Of the Situation of the Terrestrial Paradise.
The speculations of Columbus on the situation of the terrestrial paradise, extravagant as they may appear, were such as have occupied many grave and learned men. A slight notice of their opinions on this curious subject may be acceptable to the general reader, and may take from the apparent wildness of the ideas expressed by Columbus.
The abode of our first parents was anciently the subject of anxious inquiry; and indeed mankind have always been prone to picture some place of perfect felicity, where the imagination, disappointed in the coarse realities of life, might revel in an Elysium of its own creation. It is an idea not confined to our religion, but is found in the rude creeds of the most savage nations, and it prevailed generally among the ancients. The speculations concerning the situation of the garden of Eden resemble those of the Greeks concerning the garden of the Hesperides; that region of delight, which they for ever placed at the most remote verge of the known world; which their poets embellished with all the charms of fiction; after which they were continually longing, and which they could never find. At one time it was in the Grand Oasis of Arabia. The exhausted travelers, after traversing the parched and sultry desert, hailed this verdant spot with rapture; they refreshed themselves under its shady bowers, and beside its cooling streams, as the crew of a tempest-tost vessel repose on the shores of some green island in the deep; and from its being thus isolated in the midst of an ocean of sand, they gave it the name of the Island of the Blessed.
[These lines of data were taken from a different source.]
#[cfg(test)]
mod tests {
    use super::*;
    use crate::execution::TransformationStatus;
    use crate::runner::RunnerRegistry;
    use crate::transformation::OutputPin;
    use std::sync::atomic::{AtomicUsize, Ordering};
    use std::time::Duration;

    fn service_with(runners: RunnerRegistry) -> CacheService {
        CacheService::builder().runners(runners).build().unwrap()
    }

    fn native_draft(function: &str, a: i64) -> TransformationDraft {
        TransformationDraft::new("native", OutputPin::new("result", Celltype::Int))
            .code(Celltype::Text, function)
            .value("a", Celltype::Int, json!(a))
    }

    #[tokio::test(flavor = "multi_thread")]
    async fn test_result_is_stored_and_logs_kept() {
        let runners = RunnerRegistry::default();
        runners.native().register("double", |job: &RunJob, ctx: &RunContext| {
            ctx.log("doubling");
            Ok(Value::Json(json!(job.i64("a")? * 2)))
        });
        let service = service_with(runners);

        let result = service
            .run_draft_async(native_draft("double", 21), RunOptions::default())
            .await
            .unwrap();
        assert_eq!(result, calculate_checksum(b"42\n"));
        let prepared = service.prepare(&native_draft("double", 21)).await.unwrap();
        assert_eq!(
            service.status(&prepared.checksum).await.unwrap(),
            TransformationStatus::Done(result)
        );
        assert_eq!(
            service.logs(&prepared.checksum).await.unwrap().as_deref(),
            Some("doubling\n")
        );
    }

    #[tokio::test(flavor = "multi_thread")]
    async fn test_failure_is_recorded_until_cleared() {
        let runners = RunnerRegistry::default();
        let calls = Arc::new(AtomicUsize::new(0));
        let counter = Arc::clone(&calls);
        runners.native().register("fail", move |_: &RunJob, _: &RunContext| {
            counter.fetch_add(1, Ordering::SeqCst);
            Err(anyhow::anyhow!("boom").into())
        });
        let service = service_with(runners);
        let draft = native_draft("fail", 1);

        let err = service
            .run_draft_async(draft.clone(), RunOptions::default())
            .await
            .unwrap_err();
        assert!(matches!(err, SeamlessError::Transformation { .. }));
        assert!(err.to_string().contains("boom"));

        // the recorded exception is returned without running again
        assert!(service
            .run_draft_async(draft.clone(), RunOptions::default())
            .await
            .is_err());
        assert_eq!(calls.load(Ordering::SeqCst), 1);

        let tf = service.prepare(&draft).await.unwrap().checksum;
        assert!(matches!(
            service.status(&tf).await.unwrap(),
            TransformationStatus::Error(_)
        ));
        assert!(service.clear_exception(&tf).await.unwrap());
        assert!(service.run_draft_async(draft, RunOptions::default()).await.is_err());
        assert_eq!(calls.load(Ordering::SeqCst), 2);
    }

    #[tokio::test(flavor = "multi_thread")]
    async fn test_late_request_takes_the_finished_result() {
        let runners = RunnerRegistry::default();
        let calls = Arc::new(AtomicUsize::new(0));
        let counter = Arc::clone(&calls);
        runners.native().register("square", move |job: &RunJob, _: &RunContext| {
            counter.fetch_add(1, Ordering::SeqCst);
            let a = job.i64("a")?;
            Ok(Value::Json(json!(a * a)))
        });
        let service = service_with(runners);
        let prepared = service.prepare(&native_draft("square", 9)).await.unwrap();

        // This request checked the cache before the first job completed
        let first = service
            .run_transformation_async(prepared.checksum, None, RunOptions::default())
            .await
            .unwrap();
        let late = service
            .execute(
                prepared.checksum,
                prepared.transformation.clone(),
                RunOptions::default(),
                Arc::new(Vec::new()),
            )
            .await
            .unwrap();
        assert_eq!(late, first);
        assert_eq!(calls.load(Ordering::SeqCst), 1);
        assert!(!service.inner.jobs.is_running(&prepared.checksum));

        // A fingertip request still reruns
        service
            .execute(
                prepared.checksum,
                prepared.transformation,
                RunOptions::fingertip(),
                Arc::new(Vec::new()),
            )
            .await
            .unwrap();
        assert_eq!(calls.load(Ordering::SeqCst), 2);
    }

    #[tokio::test(flavor = "multi_thread")]
    async fn test_remote_job_uploads_inputs_before_running() {
        use crate::cache::{BufferCache, BufferLifetimes};
        use crate::remote::BufferRemote;
        use crate::testing::serve;
        use axum::extract::Path;
        use axum::http::StatusCode;
        use axum::routing::{get, put};
        use axum::Router;
        use std::sync::Mutex;

        let requests: Arc<Mutex<Vec<String>>> = Arc::default();
        let result = calculate_checksum(b"42\n");
        let app = {
            let uploads = Arc::clone(&requests);
            let runs = Arc::clone(&requests);
            let hex = result.to_hex();
            Router::new()
                .route("/buffers/has", get(|| async { axum::Json(vec![false]) }))
                .route(
                    "/buffers/{checksum}",
                    put(move |Path(checksum): Path<String>| async move {
                        uploads.lock().unwrap().push(checksum);
                        StatusCode::OK
                    }),
                )
                .route(
                    "/run",
                    put(move || async move {
                        runs.lock().unwrap().push("run".to_string());
                        hex
                    }),
                )
        };
        let url = serve(app).await;
        let remote = BufferRemote::new(Vec::new(), Vec::new(), Some(format!("{url}/buffers")), Duration::from_secs(5))
            .unwrap();
        let service = CacheService::builder()
            .buffer_cache(BufferCache::new(Arc::new(remote), None, None, BufferLifetimes::default()))
            .strategy(ExecutionStrategy::Remote)
            .remote_compute(url)
            .build()
            .unwrap();

        let draft = TransformationDraft::new("python", OutputPin::new("result", Celltype::Int))
            .code(Celltype::Python, "a * 2")
            .value("a", Celltype::Int, json!(21));
        let prepared = service.prepare(&draft).await.unwrap();
        let answer = service
            .run_transformation_async(prepared.checksum, None, RunOptions::default())
            .await
            .unwrap();
        assert_eq!(answer, result);

        let requests = requests.lock().unwrap().clone();
        let run_at = requests.iter().position(|r| r == "run").unwrap();
        let uploaded = &requests[..run_at];
        assert!(uploaded.contains(&prepared.checksum.to_hex()));
        for pin in prepared.transformation.pins.values() {
            let checksum = pin.checksum.unwrap();
            let candidates = service
                .syntactic_candidates(&checksum, pin.celltype, pin.subcelltype.as_deref())
                .await
                .unwrap();
            let held: Vec<Checksum> = candidates.into_iter().filter(|c| *c != checksum).collect();
            if held.is_empty() {
                assert!(uploaded.contains(&checksum.to_hex()), "pin {checksum} not uploaded");
            }
            for syntactic in held {
                assert!(uploaded.contains(&syntactic.to_hex()), "buffer {syntactic} not uploaded");
            }
        }
    }

    #[tokio::test(flavor = "multi_thread")]
    async fn test_missing_input_is_not_recorded() {
        let service = service_with(RunnerRegistry::default());
        let absent = calculate_checksum(b"never cached\n");
        let draft = TransformationDraft::new("native", OutputPin::new("result", Celltype::Int))
            .code(Celltype::Text, "double")
            .pin("a", Celltype::Int, crate::transformation::PinValue::Checksum(absent));

        let err = service
            .run_draft_async(draft.clone(), RunOptions::default())
            .await
            .unwrap_err();
        assert!(err.is_cache_miss());
        let tf = service.prepare(&draft).await.unwrap().checksum;
        assert_eq!(service.exception(&tf).await.unwrap(), None);
    }

    #[tokio::test(flavor = "multi_thread")]
    async fn test_nested_transformation_runs_through_delegate() {
        let runners = RunnerRegistry::default();
        runners.native().register("inc", |job: &RunJob, _: &RunContext| {
            Ok(Value::Json(json!(job.i64("a")? + 1)))
        });
        runners.native().register("inc_twice", |job: &RunJob, ctx: &RunContext| {
            let draft = TransformationDraft::new("native", OutputPin::new("result", Celltype::Int))
                .code(Celltype::Text, "inc")
                .value("a", Celltype::Int, json!(job.i64("a")?));
            let inner = ctx.run_transformation(draft)?;
            let value = ctx.resolve(&inner, Celltype::Int)?;
            Ok(Value::Json(json!(value.to_json().as_i64().unwrap_or_default() + 1)))
        });
        let service = service_with(runners);

        let result = service
            .run_draft_async(native_draft("inc_twice", 5), RunOptions::default())
            .await
            .unwrap();
        let value = service.get_value_async(result, Celltype::Int).await.unwrap();
        assert_eq!(value.to_json(), json!(7));
    }

    #[tokio::test(flavor = "multi_thread")]
    async fn test_self_submission_is_recursion() {
        let runners = RunnerRegistry::default();
        runners.native().register("again", |job: &RunJob, ctx: &RunContext| {
            let draft = TransformationDraft::new("native", OutputPin::new("result", Celltype::Int))
                .code(Celltype::Text, "again")
                .value("a", Celltype::Int, json!(job.i64("a")?));
            ctx.run_transformation(draft)?;
            Ok(Value::Json(json!(0)))
        });
        let service = service_with(runners);
        let err = service
            .run_draft_async(native_draft("again", 1), RunOptions::default())
            .await
            .unwrap_err();
        assert!(err.to_string().contains("ecursi"), "{err}");
    }

    #[tokio::test(flavor = "multi_thread")]
    async fn test_progress_and_preliminary_result() {
        let runners = RunnerRegistry::default();
        runners.native().register("slow", |_: &RunJob, ctx: &RunContext| {
            ctx.set_progress(50.0);
            ctx.set_preliminary(Value::Json(json!(1)));
            std::thread::sleep(Duration::from_millis(300));
            Ok(Value::Json(json!(2)))
        });
        let service = service_with(runners);
        let prepared = service.prepare(&native_draft("slow", 0)).await.unwrap();
        let tf = prepared.checksum;

        let runner = service.clone();
        let job = tokio::spawn(async move {
            runner
                .run_transformation_async(tf, None, RunOptions::default())
                .await
        });
        tokio::time::sleep(Duration::from_millis(150)).await;
        match service.status(&tf).await.unwrap() {
            TransformationStatus::Running { progress, preliminary } => {
                assert_eq!(progress, Some(50.0));
                assert_eq!(preliminary, Some(calculate_checksum(b"1\n")));
            }
            other => panic!("unexpected status {other:?}"),
        }
        let result = job.await.unwrap().unwrap();
        assert_eq!(result, calculate_checksum(b"2\n"));
    }

    #[tokio::test(flavor = "multi_thread")]
    async fn test_hard_cancel_reaches_waiters() {
        let runners = RunnerRegistry::default();
        runners.native().register("forever", |_: &RunJob, ctx: &RunContext| {
            while !ctx.is_cancelled() {
                std::thread::sleep(Duration::from_millis(10));
            }
            Ok(Value::Json(json!(0)))
        });
        let service = service_with(runners);
        let tf = service.prepare(&native_draft("forever", 0)).await.unwrap().checksum;

        let runner = service.clone();
        let job = tokio::spawn(async move {
            runner
                .run_transformation_async(tf, None, RunOptions::default())
                .await
        });
        tokio::time::sleep(Duration::from_millis(100)).await;
        assert!(service.hard_cancel(&tf));
        let err = job.await.unwrap().unwrap_err();
        assert!(matches!(err, SeamlessError::HardCancelled(_)));
        assert!(matches!(
            service.status(&tf).await.unwrap(),
            TransformationStatus::Error(_)
        ));
    }
}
As geographical knowledge increased, the situation of the Hesperian gardens was continually removed to a greater distance. It was transferred to the borders of the great Syrtis, in the neighborhood of Mount Atlas. Here, after traversing the frightful deserts of Barca, the traveler found himself in a fair and fertile country, watered by rivulets and gushing fountains. The oranges and citrons transported hence to Greece, where they were as yet unknown, delighted the Athenians by their golden beauty and delicious flavor, and they thought that none but the garden of the Hesperides could produce such glorious fruits. In this way the happy region of the ancients was transported from place to place, still in the remote and obscure extremity of the world, until it was fabled to exist in the Canaries, thence called the Fortunate or the Hesperian islands. Here it remained, because discovery advanced no farther, and because these islands were so distant, and so little known, as to allow full latitude to the fictions of the poet. [395]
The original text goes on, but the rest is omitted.